Pagi kami masih ditemani mendung dan rintik hujan ketika jam pelajaran pertama saat itu adalah matematika. Meskipun demikian semangat murid-murid untuk belajar masih tinggi. Bahkan sepertinya lebih tinggi dariku yang tergopoh-gopoh memasuki pelataran sekolah yang dipenuhi genangan air dengan menggendong tas, membawa payung, dan menenteng plastik berisi sepatu. Hari itu aku memakai sandal jepit.
Murid-murid SDN 001 Payung-Payung mayoritas sudah memasuki kelas masing-masing. Sebagian masih berjalan di halaman, sebagian lagi belum terlihat di sekolah. Lima menit setelahnya lonceng dibunyikan. Murid-murid bersiap di depan kelas untuk berbaris sebelum masuk kelas. Aku menuju kelas IV. Barisan sudah rapi dan siap memasuki ruangan. Aku memandangi beberapa murid yang menggerakkan kakinya karena sepatu mereka basah oleh hujan.
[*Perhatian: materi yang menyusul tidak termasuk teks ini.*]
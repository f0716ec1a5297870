//! Error types for agui-bridge-core.

use thiserror::Error;

/// The main error type for core operations.
#[derive(Error, Debug)]
pub enum CoreError {
    /// Serialization/deserialization error.
    #[error("Serialization error: {0}")]
    Serialization(#[from] serde_json::Error),

    /// A value that does not form a valid event.
    #[error("Invalid event: {0}")]
    InvalidEvent(String),
}

/// Result type alias using CoreError.
pub type Result<T> = std::result::Result<T, CoreError>;
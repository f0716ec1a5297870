//! AG-UI protocol event types.
//!
//! Agent-User Interaction protocol events as streamed to a UI client.
//!
//! # Event Structure
//!
//! All events share common fields:
//! - `type`: Event type discriminator
//! - `timestamp`: Optional Unix timestamp in milliseconds
//!
//! Events are organized into categories:
//! - **Run lifecycle**: `RUN_STARTED`, `RUN_FINISHED`, `RUN_ERROR`
//! - **Text messages**: `TEXT_MESSAGE_START`, `TEXT_MESSAGE_CONTENT`, `TEXT_MESSAGE_END`
//! - **Thinking**: `THINKING_START`, `THINKING_END` with nested text messages
//! - **Tool calls**: `TOOL_CALL_START`, `TOOL_CALL_ARGS`, `TOOL_CALL_END`, `TOOL_CALL_RESULT`
//! - **State**: `STATE_SNAPSHOT`
//!
//! [`AguiEvent`] is the closed set of all of these; each variant wraps the
//! struct carrying that event's fields.

use agui_bridge_core::identifier::now_millis;
use serde::{Deserialize, Serialize};
use serde_json::Value;

/// Event type discriminator.
#[derive(Debug, Clone, Copy, PartialEq, Eq, Hash, Serialize, Deserialize)]
#[serde(rename_all = "SCREAMING_SNAKE_CASE")]
pub enum EventType {
    /// Run has started.
    RunStarted,
    /// Run has finished successfully.
    RunFinished,
    /// Run encountered an error.
    RunError,
    /// Text message started.
    TextMessageStart,
    /// Text message content delta.
    TextMessageContent,
    /// Text message ended.
    TextMessageEnd,
    /// Thinking/reasoning started.
    ThinkingStart,
    /// Thinking/reasoning ended.
    ThinkingEnd,
    /// Thinking text message started (nested in thinking).
    ThinkingTextMessageStart,
    /// Thinking text message content delta.
    ThinkingTextMessageContent,
    /// Thinking text message ended.
    ThinkingTextMessageEnd,
    /// Tool call started.
    ToolCallStart,
    /// Tool call arguments delta.
    ToolCallArgs,
    /// Tool call ended (arguments complete).
    ToolCallEnd,
    /// Tool call result received.
    ToolCallResult,
    /// State snapshot (full state).
    StateSnapshot,
}

// ============================================================================
// Run Lifecycle Events
// ============================================================================

/// Run started event.
#[derive(Debug, Clone, PartialEq, Serialize, Deserialize)]
#[serde(rename_all = "camelCase")]
pub struct RunStartedEvent {
    /// Thread identifier.
    pub thread_id: String,
    /// Run identifier.
    pub run_id: String,
    /// Timestamp in milliseconds.
    #[serde(skip_serializing_if = "Option::is_none")]
    pub timestamp: Option<i64>,
}

impl RunStartedEvent {
    /// Create a new run started event.
    pub fn new(thread_id: impl Into<String>, run_id: impl Into<String>) -> Self {
        Self {
            thread_id: thread_id.into(),
            run_id: run_id.into(),
            timestamp: Some(now_millis()),
        }
    }
}

/// Run finished event.
#[derive(Debug, Clone, PartialEq, Serialize, Deserialize)]
#[serde(rename_all = "camelCase")]
pub struct RunFinishedEvent {
    /// Thread identifier.
    pub thread_id: String,
    /// Run identifier.
    pub run_id: String,
    /// Timestamp in milliseconds.
    #[serde(skip_serializing_if = "Option::is_none")]
    pub timestamp: Option<i64>,
}

impl RunFinishedEvent {
    /// Create a new run finished event.
    pub fn new(thread_id: impl Into<String>, run_id: impl Into<String>) -> Self {
        Self {
            thread_id: thread_id.into(),
            run_id: run_id.into(),
            timestamp: Some(now_millis()),
        }
    }
}

/// Run error event.
#[derive(Debug, Clone, PartialEq, Serialize, Deserialize)]
#[serde(rename_all = "camelCase")]
pub struct RunErrorEvent {
    /// Error message.
    pub message: String,
    /// Error code (optional).
    #[serde(skip_serializing_if = "Option::is_none")]
    pub code: Option<String>,
    /// Timestamp in milliseconds.
    #[serde(skip_serializing_if = "Option::is_none")]
    pub timestamp: Option<i64>,
}

impl RunErrorEvent {
    /// Create a new run error event.
    pub fn new(message: impl Into<String>) -> Self {
        Self {
            message: message.into(),
            code: None,
            timestamp: Some(now_millis()),
        }
    }

    /// Set the error code.
    pub fn with_code(mut self, code: impl Into<String>) -> Self {
        self.code = Some(code.into());
        self
    }
}

// ============================================================================
// Text Message Events
// ============================================================================

/// Text message start event.
#[derive(Debug, Clone, PartialEq, Serialize, Deserialize)]
#[serde(rename_all = "camelCase")]
pub struct TextMessageStartEvent {
    /// Message identifier.
    pub message_id: String,
    /// Role of the message sender.
    #[serde(skip_serializing_if = "Option::is_none")]
    pub role: Option<String>,
    /// Timestamp in milliseconds.
    #[serde(skip_serializing_if = "Option::is_none")]
    pub timestamp: Option<i64>,
}

impl TextMessageStartEvent {
    /// Create a new text message start event.
    pub fn new(message_id: impl Into<String>) -> Self {
        Self {
            message_id: message_id.into(),
            role: Some("assistant".to_string()),
            timestamp: Some(now_millis()),
        }
    }

    /// Set the role.
    pub fn with_role(mut self, role: impl Into<String>) -> Self {
        self.role = Some(role.into());
        self
    }
}

/// Text message content event.
#[derive(Debug, Clone, PartialEq, Serialize, Deserialize)]
#[serde(rename_all = "camelCase")]
pub struct TextMessageContentEvent {
    /// Message identifier.
    pub message_id: String,
    /// Content delta.
    pub delta: String,
    /// Timestamp in milliseconds.
    #[serde(skip_serializing_if = "Option::is_none")]
    pub timestamp: Option<i64>,
}

impl TextMessageContentEvent {
    /// Create a new text message content event.
    pub fn new(message_id: impl Into<String>, delta: impl Into<String>) -> Self {
        Self {
            message_id: message_id.into(),
            delta: delta.into(),
            timestamp: Some(now_millis()),
        }
    }
}

/// Text message end event.
#[derive(Debug, Clone, PartialEq, Serialize, Deserialize)]
#[serde(rename_all = "camelCase")]
pub struct TextMessageEndEvent {
    /// Message identifier.
    pub message_id: String,
    /// Timestamp in milliseconds.
    #[serde(skip_serializing_if = "Option::is_none")]
    pub timestamp: Option<i64>,
}

impl TextMessageEndEvent {
    /// Create a new text message end event.
    pub fn new(message_id: impl Into<String>) -> Self {
        Self {
            message_id: message_id.into(),
            timestamp: Some(now_millis()),
        }
    }
}

// ============================================================================
// Thinking Events
// ============================================================================

/// Thinking start event.
#[derive(Debug, Clone, PartialEq, Serialize, Deserialize)]
#[serde(rename_all = "camelCase")]
pub struct ThinkingStartEvent {
    /// Timestamp in milliseconds.
    #[serde(skip_serializing_if = "Option::is_none")]
    pub timestamp: Option<i64>,
}

impl ThinkingStartEvent {
    /// Create a new thinking start event.
    pub fn new() -> Self {
        Self {
            timestamp: Some(now_millis()),
        }
    }
}

impl Default for ThinkingStartEvent {
    fn default() -> Self {
        Self::new()
    }
}

/// Thinking end event.
#[derive(Debug, Clone, PartialEq, Serialize, Deserialize)]
#[serde(rename_all = "camelCase")]
pub struct ThinkingEndEvent {
    /// Timestamp in milliseconds.
    #[serde(skip_serializing_if = "Option::is_none")]
    pub timestamp: Option<i64>,
}

impl ThinkingEndEvent {
    /// Create a new thinking end event.
    pub fn new() -> Self {
        Self {
            timestamp: Some(now_millis()),
        }
    }
}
“Selamat pagi Anak-anak!” Kalimat pertama yang selalu kuucapkan setelah salam dan doa. Lalu setelahnya kutanyai kabar dan kondisi mereka. Ternyata muridku tetap antusias menyambut pelajaran. Kudekati salah satu dari mereka yang memakai jaket seraya memintanya untuk melepas jika tidak sedang sakit.
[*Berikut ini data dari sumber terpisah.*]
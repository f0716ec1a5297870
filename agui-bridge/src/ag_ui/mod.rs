//! AG-UI protocol bridge.
//!
//! This module turns an agent's internal execution trace into the AG-UI
//! (Agent-User Interaction) event stream a frontend consumes.
//!
//! # Overview
//!
//! - **Run lifecycle**: `RUN_STARTED`, `RUN_FINISHED`, `RUN_ERROR`
//! - **Text messages**: streaming text with start/content/end events
//! - **Thinking**: surfaced as text, as thinking events, or dropped
//! - **Tool calls**: start/args/end/result lifecycle
//! - **Nested agents**: a tool result holding a sub-agent's serialized trace
//!   is expanded into the sub-agent's own events, ahead of the enclosing
//!   tool call's result
//! - **State**: the run input's state as a snapshot
//!
//! # Example
//!
//! ```ignore
//! use agui_bridge::ag_ui::{AdapterConfig, AguiAdapter, EventStream, RunInput};
//! use futures::StreamExt;
//!
//! let adapter = AguiAdapter::new(
//!     |input: &RunInput| -> EventStream { agent.run_stream(input) },
//!     AdapterConfig::new().max_unpack_depth(4),
//! );
//!
//! let mut run = adapter.run(RunInput::new("thread-123", "run-456"));
//! while let Some(event) = run.next().await {
//!     send(event.encode()?);
//! }
//! ```

mod config;
mod error;
mod input;
mod stream;
mod translator;
mod types;
mod unpack;

pub use config::{AdapterConfig, LiteralJoin, ThinkingMode, DEFAULT_MAX_UNPACK_DEPTH};
pub use error::{RunWarning, SourceError};
pub use input::RunInput;
pub use stream::{AguiAdapter, AguiRunStream, EventSource, EventStream, RunOutput, RunStreamState};
pub use translator::{RunPhase, Translator};
pub use types::{
    AguiEvent,
    EventType,
    // Run lifecycle
    RunErrorEvent,
    RunFinishedEvent,
    RunStartedEvent,
    // State
    StateSnapshotEvent,
    // Text messages
    TextMessageContentEvent,
    TextMessageEndEvent,
    TextMessageStartEvent,
    // Thinking
    ThinkingEndEvent,
    ThinkingStartEvent,
    ThinkingTextMessageContentEvent,
    ThinkingTextMessageEndEvent,
    ThinkingTextMessageStartEvent,
    // Tool calls
    ToolCallArgsEvent,
    ToolCallEndEvent,
    ToolCallResultEvent,
    ToolCallStartEvent,
};
pub use unpack::{unpack, Unpacked};
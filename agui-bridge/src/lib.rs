//! AG-UI bridge for agent execution traces.
//!
//! This crate adapts the internal event stream of an agent runtime (see
//! [`agui_bridge_core`]) to the AG-UI protocol:
//!
//! - **[`ag_ui::Translator`]**: stateful per-run mapping of internal events to
//!   protocol events
//! - **[`ag_ui::unpack`]**: expansion of sub-agent traces embedded in tool
//!   results
//! - **[`ag_ui::AguiAdapter`]**: lazy, cancellable run stream bracketed by
//!   `RUN_STARTED` and `RUN_FINISHED`
//!
//! # Example
//!
//! ```rust
//! use agui_bridge::ag_ui::{AdapterConfig, AguiAdapter, AguiEvent, EventStream, RunInput};
//! use agui_bridge_core::{ContentBlock, Event, Message};
//! use futures::{stream, StreamExt};
//!
//! # tokio_test::block_on(async {
//! let adapter = AguiAdapter::new(
//!     |_: &RunInput| -> EventStream {
//!         let answer = Event::reasoning(Message::assistant(ContentBlock::text("Hello")));
//!         Box::pin(stream::iter(vec![Ok(answer.finalized())]))
//!     },
//!     AdapterConfig::default(),
//! );
//!
//! let events: Vec<AguiEvent> = adapter.run(RunInput::new("t1", "r1")).collect().await;
//! assert_eq!(events.len(), 5);
//! # });
//! ```

#![warn(missing_docs)]
#![deny(unsafe_code)]

pub mod ag_ui;

pub use ag_ui::{AdapterConfig, AguiAdapter, AguiEvent, AguiRunStream, RunInput, Translator};
//! Run errors and warnings.

use std::time::Duration;
use thiserror::Error;

/// Failure of the upstream event source.
///
/// These end the run with a `RUN_ERROR` event.
#[derive(Debug, Clone, Error, PartialEq, Eq)]
pub enum SourceError {
    /// The agent runtime failed.
    #[error("Agent error: {0}")]
    Agent(String),

    /// The source did not complete within the run timeout.
    #[error("Run timed out after {0:?}")]
    Timeout(Duration),

    /// The source stopped because the run was cancelled upstream.
    #[error("Run cancelled")]
    Cancelled,
}

impl SourceError {
    /// Create an agent error from any displayable error.
    pub fn agent<E: std::fmt::Display>(err: E) -> Self {
        Self::Agent(err.to_string())
    }

    /// Error code carried by the `RUN_ERROR` event.
    #[must_use]
    pub fn code(&self) -> &'static str {
        match self {
            Self::Agent(_) => "AGENT_ERROR",
            Self::Timeout(_) => "TIMEOUT",
            Self::Cancelled => "CANCELLED",
        }
    }
}

/// Non-fatal condition detected while translating a run.
#[derive(Debug, Clone, Error, PartialEq, Eq)]
pub enum RunWarning {
    /// More than one event in a run was marked final.
    #[error("final event #{occurrence} received after the run's final event")]
    DuplicateFinalEvent {
        /// Ordinal of this final event within the run (2 for the first duplicate).
        occurrence: usize,
    },

    /// A nested trace exceeded the unpack depth and was kept as literal text.
    #[error("nested trace in tool call {tool_call_id} exceeds max unpack depth {depth}")]
    UnpackDepthExceeded {
        /// Tool call whose output held the trace.
        tool_call_id: String,
        /// The configured maximum depth.
        depth: usize,
    },
}

#[cfg(test)]
mod tests {
    use super::*;

    #[test]
    fn test_source_error_codes() {
        assert_eq!(SourceError::agent("model down").code(), "AGENT_ERROR");
        assert_eq!(SourceError::Timeout(Duration::from_secs(1)).code(), "TIMEOUT");
        assert_eq!(SourceError::Cancelled.code(), "CANCELLED");
        assert_eq!(SourceError::agent("model down").to_string(), "Agent error: model down");
    }

    #[test]
    fn test_warning_display() {
        let warning = RunWarning::UnpackDepthExceeded {
            tool_call_id: "tc-1".to_string(),
            depth: 4,
        };
        assert_eq!(
            warning.to_string(),
            "nested trace in tool call tc-1 exceeds max unpack depth 4"
        );
    }
}
//! Message and content types produced by the agent runtime.
//!
//! - **Content**: [`ContentBlock`] and its four block kinds
//! - **Messages**: [`Message`] with an ordered content sequence and a [`Role`]
//!
//! ## Example
//!
//! ```rust
//! use agui_bridge_core::messages::{ContentBlock, Message, ToolUseBlock};
//!
//! let msg = Message::assistant(ContentBlock::thinking("I need data"))
//!     .with_id("msg-1")
//!     .with_block(ToolUseBlock::new("call-1", "search").with_arg("q", "weather"));
//!
//! assert_eq!(msg.tool_uses().count(), 1);
//! ```

pub mod content;
pub mod message;

pub use content::{ContentBlock, TextBlock, ThinkingBlock, ToolResultBlock, ToolUseBlock};
pub use message::{Message, Role};
//! ID and timestamp utilities.

use chrono::Utc;
use uuid::Uuid;

/// Generate a unique message ID.
///
/// Returns a UUID v4 string prefixed with "msg_".
///
/// # Example
///
/// ```rust
/// use agui_bridge_core::identifier::generate_message_id;
///
/// let id = generate_message_id();
/// assert!(id.starts_with("msg_"));
/// assert_eq!(id.len(), 36); // "msg_" + 32 hex chars
/// ```
#[must_use]
pub fn generate_message_id() -> String {
    format!("msg_{}", Uuid::new_v4().simple())
}

/// Generate a unique run ID.
///
/// Returns a UUID v4 string prefixed with "run_".
#[must_use]
pub fn generate_run_id() -> String {
    format!("run_{}", Uuid::new_v4().simple())
}

/// Current time in milliseconds since the Unix epoch.
#[must_use]
pub fn now_millis() -> i64 {
    Utc::now().timestamp_millis()
}

#[cfg(test)]
mod tests {
    use super::*;

    #[test]
    fn test_ids_are_unique() {
        assert_ne!(generate_message_id(), generate_message_id());
        assert!(generate_run_id().starts_with("run_"));
    }

    #[test]
    fn test_now_millis() {
        assert!(now_millis() > 0);
    }
}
Pelajaran dimulai. Materinya masih sama, KPK dan FPB. Tetiba seorang murid menghampiriku dan berbisik “Bu, saya nanti izin lepas sepatu ya. Sepatu saya basah sekali.” Kulempar senyum padanya sambil memberi anggukan tanda setuju.
Tak lama kutagih PR minggu kemarin. PR kelompok. Mereka antusias untuk membahasnya dan menunjukkan jawaban terbaiknya di muka kelas, terkecuali Reza, murid yang selama ini kuanggap rajin dan cerdas.
Beberapa siswa kutunjuk untuk maju ke muka kelas menuliskan jawaban kelompok masing-masing. Pun kelompok Reza yang tersisa dua murid karena teman kelompok lainnya tidak hadir hari itu.
Empat soal sudah tertulis di papan tulis. Giliran kelompok Reza untuk menuliskan jawaban. Reza menuliskannya di papan tulis. Namun Reza terlihat tidak seperti biasanya, ia tampak lesu. Sorot matanya sayu. Badannya lunglai. Ia berjalan pelan menuju papan tulis, menulis, dan kembali ke bangkunya.
Aku pun berdiri untuk membahas jawaban murid-muridku. Semua fokus memperhatikan. Jawaban salah dikoreksi, jawaban betul kulempari pujian dan tepukan tangan. Tiba di jawaban yang ditulis Reza, ada beberapa kekeliruan. Mendadak Reza murung, tak lama ia menangis sambil menundukkan kepala di meja.
“Bu, Reza menangis,” salah seorang murid melapor padaku. Aku tak bergeming dan terus membahas jawaban kelompok Reza. Ia pun tetap menangis di posisi yang sama.
Setelah pembahasan selesai, kuberi mereka penjelasan tentang arti belajar dan kesalahan. Bahwa belajar adalah proses dari yang belum baik menjadi baik, yang belum bisa menjadi bisa. Bukan masalah jika ada kesalahan di dalamnya. Begitulah sebuah proses.
“Salahmu bukan masalah, Nak” tutupku memberi penguatan.
Murid-murid memperhatikan dengan seksama. Pun Reza yang pelan-pelan menegakkan posisi duduknya. Aku bersyukur murid-murid mau mengerti apa yang kusampaikan, sekaligus terharu dengan respon yang diberikan Reza. Di sekolah tempatku mengabdi, ternyata masih ada murid yang memiliki semangat seperti Reza. Tak ingin salah. Tak mau nilai kurang.
Banyak hikmah yang kuambil dari peristiwa di hari itu. Salah satunya adalah bukan hanya murid yang terfasilitasi saja yang mampu berprestasi dan bersemangat tinggi. Reza membuktikannya. Seorang murid kelas IV SD di salah satu sekolah yang berada di ujung negeri, Pulau Maratua, Kalimantan Timur. Reza mempunyai semangat yang tinggi untuk bisa mengerjakan soal-soal. Reza adalah anak yang cerdas, banyak hal diketahuinya. Nilainya pun selalu sempurna. Namun manusia ialah makhluk tidak sempurna. Kealpaan selalu ada pada diri. Seperti yang terjadi pada Reza hari itu.